There’s a high chance that one or more of the regulators will block the deal altogether, according to Gartner analyst Alan Priestley and other investors.
But Nvidia and Arm aren’t giving up yet.
In a 28-page written submission to the U.K.’s Competition and Markets Authority that was published Monday, the semiconductor heavyweights outlined why the deal should be approved. They accused the deal’s critics of “romanticizing” Arm’s history, ignoring the company’s current financial position and overstating Arm’s current market power.
Widely viewed as a the jewel in the crown of the U.K. tech industry, Arm was spun out of an early computing company called Acorn Computers in 1990. The company’s energy-efficient chip designs are used in 95% of the world’s smartphones and 95% of the chips designed in China. The company, bought by SoftBank in 2016 for £24 billion ($32 billion), licenses its chip designs to more than 500 companies who use them to make their own semiconductors.
Critics are concerned that the merger with Nvidia — which designs its own chips — could restrict access to Arm’s “neutral” semiconductor designs and may lead to higher prices, less choice and reduced innovation in the industry. But Nvidia argues that the deal will lead to more innovation and that Arm will benefit from increased investment.
Britain’s Digital and Culture Secretary, Nadine Dorries, ordered a “phase 2” probe into the takeover in November. The probe — which is being carried out by the CMA over a 24-week period — will investigate antitrust concerns and national security issues associated with the deal. The submission from Nvidia and Arm does not mention security once.
Elsewhere, the Federal Trade Commission sued to blocked the deal in December on antitrust grounds, while the European Commission, the executive arm of the EU, launched its own in-depth investigation into the deal in October.
“Whilst Arm and Nvidia do not directly compete, Arm’s IP is an important input in products competing with those of Nvidia, for example in datacenters, automotive and in internet of things,” Margrethe Vestager, the European Commission’s executive vice president, said in a statement.
“Our analysis shows that the acquisition of Arm by Nvidia could lead to restricted or degraded access to Arm’s IP, with distortive effects in many markets where semiconductors are used,” she added.
In their submission, Nvidia and Arm attempted to downplay the assertion that the deal could cut off competitors from key Arm technology.
“The theory does not hold up to scrutiny,” they wrote. “Trying to foreclose Arm licensees would immediately reduce Arm’s licensing revenue, immediately damaging Nvidia’s investment. No economically rational, publicly traded entity would embrace such a self-defeating strategy.”
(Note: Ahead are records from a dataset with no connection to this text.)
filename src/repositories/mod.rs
pub mod account_repo;
use std::{env, fmt};

use crate::{errors::AppError, models::account::Role};

pub const DEFAULT_ADMIN_EMAIL: &str = "admin@example.com";
pub const DEFAULT_ADMIN_USERNAME: &str = "admin";
pub const DEFAULT_ADMIN_PASSWORD: &str = "admin123";

/// The account `create_admin` provisions.
pub struct AdminSeed {
    pub username: String,
    pub email: String,
    pub password: String,
    pub role: Role,
}

impl AdminSeed {
    pub fn uses_default_password(&self) -> bool {
        self.password == DEFAULT_ADMIN_PASSWORD
    }
}

impl Default for AdminSeed {
    fn default() -> Self {
        Self {
            username: DEFAULT_ADMIN_USERNAME.to_string(),
            email: DEFAULT_ADMIN_EMAIL.to_string(),
            password: DEFAULT_ADMIN_PASSWORD.to_string(),
            role: Role::Admin,
        }
    }
}

impl fmt::Debug for AdminSeed {
    fn fmt(&self, f: &mut fmt::Formatter<'_>) -> fmt::Result {
        f.debug_struct("AdminSeed")
            .field("username", &self.username)
            .field("email", &self.email)
            .field("password", &"<redacted>")
            .field("role", &self.role)
            .finish()
    }
}

pub struct Config {
    pub database_url: String,
    pub admin: AdminSeed,
}

impl fmt::Debug for Config {
    fn fmt(&self, f: &mut fmt::Formatter<'_>) -> fmt::Result {
        f.debug_struct("Config")
            .field("database_url", &"<redacted>")
            .field("admin", &self.admin)
            .finish()
    }
}

impl Config {
    /// Reads the process environment, after loading `.env` when one exists.
    pub fn from_env() -> Result<Self, AppError> {
        if let Err(e) = dotenvy::dotenv() {
            if !e.not_found() {
                tracing::warn!("ignoring unreadable .env file: {}", e);
            }
        }
        Self::from_lookup(|key| env::var(key).ok())
    }

    pub fn from_lookup<F>(lookup: F) -> Result<Self, AppError>
    where
        F: Fn(&str) -> Option<String>,
    {
        let value = |key: &str| lookup(key).filter(|v| !v.trim().is_empty());
        let database_url = value("DATABASE_URL").ok_or(AppError::MissingConfig("DATABASE_URL"))?;
        let defaults = AdminSeed::default();
        let admin = AdminSeed {
            username: value("ADMIN_USERNAME").unwrap_or(defaults.username),
            email: value("ADMIN_EMAIL").unwrap_or(defaults.email),
            password: value("ADMIN_PASSWORD").unwrap_or(defaults.password),
            role: Role::Admin,
        };
        Ok(Config {
            database_url,
            admin,
        })
    }
}
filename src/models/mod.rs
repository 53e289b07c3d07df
pub mod account;
pub mod schema;
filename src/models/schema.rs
//! Table definitions known to the schema initializer.
//!
//! Every entity the application persists is listed in [`registered_tables`];
//! nothing is picked up implicitly.

/// A table and the DDL that creates it when absent.
#[derive(Debug, Clone, Copy, PartialEq, Eq)]
pub struct TableDefinition {
    pub name: &'static str,
    pub ddl: &'static str,
}

pub const USERS_TABLE: TableDefinition = TableDefinition {
    name: "users",
    ddl: r#"
    create table if not exists users (
        id integer primary key autoincrement,
        username text not null unique check (length(username) <= 120),
        email text not null unique check (length(email) <= 600),
        password_hash text not null,
        role text not null default 'cashier' check (role in ('cashier', 'admin')),
        created_at integer not null default (cast(strftime('%s', 'now') as integer))
    )
    "#,
};

pub fn registered_tables() -> Vec<TableDefinition> {
    vec![USERS_TABLE]
}

#[cfg(test)]
mod tests {
    use super::*;

    #[test]
    fn test_registered_tables_are_unique_and_guarded() {
        let tables = registered_tables();
        assert!(tables.contains(&USERS_TABLE));
        for (i, table) in tables.iter().enumerate() {
            assert!(table.ddl.contains("if not exists"), "{}", table.name);
            assert!(tables[i + 1..].iter().all(|t| t.name != table.name));
        }
    }
}
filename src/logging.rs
use tracing_subscriber::{layer::SubscriberExt, util::SubscriberInitExt};

pub fn init() {
    tracing_subscriber::registry()
        .with(
            tracing_subscriber::EnvFilter::try_from_default_env().unwrap_or_else(|_| {
                "pos_bootstrap=info,bootstrap_db=info,create_admin=info,sqlx=warn".into()
            }),
        )
        .with(tracing_subscriber::fmt::layer().with_writer(std::io::stderr))
        .init();
}
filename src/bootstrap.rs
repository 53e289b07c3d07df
//! The two one-shot maintenance runs behind the binaries.
//!
//! Each run opens its own pool and closes it before returning, on every path.

use crate::{
    auth::admin::{SeedOutcome, seed_administrator},
    config::Config,
    db::{self, SchemaReport},
    errors::AppError,
    models::schema::registered_tables,
};

pub async fn run_bootstrap_db(config: &Config) -> Result<SchemaReport, AppError> {
    let pool = db::connect(&config.database_url).await?;
    let result = db::create_all(&pool, &registered_tables()).await;
    pool.close().await;
    result
}

pub async fn run_create_admin(config: &Config) -> Result<(SchemaReport, SeedOutcome), AppError> {
    let pool = db::connect(&config.database_url).await?;
    let result = async {
        let report = db::create_all(&pool, &registered_tables()).await?;
        let outcome = seed_administrator(&pool, &config.admin).await?;
        Ok::<_, AppError>((report, outcome))
    }
    .await;
    pool.close().await;
    result
}
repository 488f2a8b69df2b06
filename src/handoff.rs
//! Init handoff: fork the process and exec init in the child.
//!
//! The parent keeps running the scheduler's background phase; the child
//! becomes init. The two never communicate again; preloading is advisory
//! and neither gates the other. The trait seam exists so scheduler tests
//! can exercise both divergence branches without forking.

use std::ffi::{CString, OsString};
use std::io::Write;
use std::os::unix::ffi::OsStrExt;
use std::path::PathBuf;

use nix::unistd::{ForkResult, execv, fork};

use crate::errors::{BootwarmError, BootwarmResult};

/// Which side of the fork the caller is on.
#[derive(Debug, Clone, Copy, PartialEq, Eq)]
pub enum Role {
    /// Original process; continues background warming.
    Parent,
    /// Forked child on its way to becoming init. With the real fork+exec
    /// implementation this value is never observed, since a successful
    /// exec replaces the child's image; mock implementations return it to
    /// drive the child branch of the scheduler.
    ChildBecameInit,
}

/// Duplicates the process and diverges execution toward init.
pub trait InitHandoff {
    /// Fork; in the child, replace the process image with the init
    /// program, forwarding `argv` verbatim (including `argv[0]`).
    fn handoff(&self, argv: &[OsString]) -> BootwarmResult<Role>;
}

/// The real fork+exec handoff.
#[derive(Debug, Clone)]
pub struct ForkExecHandoff {
    init_program: PathBuf,
}

impl ForkExecHandoff {
    pub fn new(init_program: impl Into<PathBuf>) -> Self {
        Self {
            init_program: init_program.into(),
        }
    }
}

impl InitHandoff for ForkExecHandoff {
    fn handoff(&self, argv: &[OsString]) -> BootwarmResult<Role> {
        // Build the exec arguments up front; the child must not allocate
        // between fork and exec.
        let program = CString::new(self.init_program.as_os_str().as_bytes())
            .map_err(|_| BootwarmError::NulInArgv)?;
        let args = argv
            .iter()
            .map(|arg| CString::new(arg.as_bytes()))
            .collect::<Result<Vec<_>, _>>()
            .map_err(|_| BootwarmError::NulInArgv)?;

        // Safety: the child only calls exec (or _exit on failure), so the
        // usual post-fork restrictions in a threaded process are met.
        match unsafe { fork() }.map_err(BootwarmError::Fork)? {
            ForkResult::Parent { child } => {
                tracing::debug!(pid = child.as_raw(), init = %self.init_program.display(), "forked init child");
                Ok(Role::Parent)
            }
            ForkResult::Child => {
                let err = match execv(&program, &args) {
                    Ok(never) => match never {},
                    Err(err) => err,
                };
                // Exec only returns on failure. The child must terminate
                // here rather than unwind back into the scheduler, which
                // belongs to the parent's control flow; there is no
                // fallback init.
                let mut out = std::io::stdout();
                let _ = writeln!(
                    out,
                    "Error: failed to execute {}: {err}.",
                    self.init_program.display()
                );
                let _ = out.flush();
                unsafe { libc::_exit(1) }
            }
        }
    }
}

#[cfg(test)]
mod tests {
    use super::*;
    use nix::sys::wait::{WaitStatus, wait};

    #[test]
    fn test_parent_survives_child_exec_failure() {
        let handoff = ForkExecHandoff::new("/nonexistent/bootwarm-test-init");
        let argv = vec![OsString::from("bootwarm")];

        // Parent path returns immediately; the child fails its exec and
        // exits non-zero without disturbing us.
        let role = handoff.handoff(&argv).unwrap();
        assert_eq!(role, Role::Parent);

        match wait().unwrap() {
            WaitStatus::Exited(_, code) => assert_eq!(code, 1),
            status => panic!("unexpected child status: {status:?}"),
        }
    }

    #[test]
    fn test_interior_nul_is_fatal_before_fork() {
        let handoff = ForkExecHandoff::new("/bin/true");
        let argv = vec![OsString::from("boot\0warm")];

        let err = handoff.handoff(&argv).unwrap_err();
        assert!(matches!(err, BootwarmError::NulInArgv));
    }
}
Some critics have suggested SoftBank should list Arm on the stock market instead of selling the Cambridge-headquartered firm to Nvidia. But Nvidia and Arm claim that the acquisition is the best option on the table and that an IPO would pressure Arm to “narrow its focus and limit investments.”
The duo wrote: “In the media, deal opponents urge the CMA to block the deal so that Arm can pursue an initial public offering, which they assume would be launched in the UK on the London Stock Exchange. They equate Arm’s popularity with a high market valuation and success, but the public markets are unsentimental. The capital markets demand profitability and performance.”
“SoftBank considered and rejected an IPO in 2019 and again in early 2020 because the markets would not give SoftBank the necessary return on its investment. While Arm’s licensees such as Apple, Qualcomm, and Amazon have enjoyed skyrocketing revenue growth and profits, as well as soaring market valuations, Arm has lately endured comparably flat revenues, rising costs, and lower profits that would likely present challenges for a 30-year old public company. The capital markets would expect Arm to make significant strategic changes, including cutting costs to maximize Arm’s value.”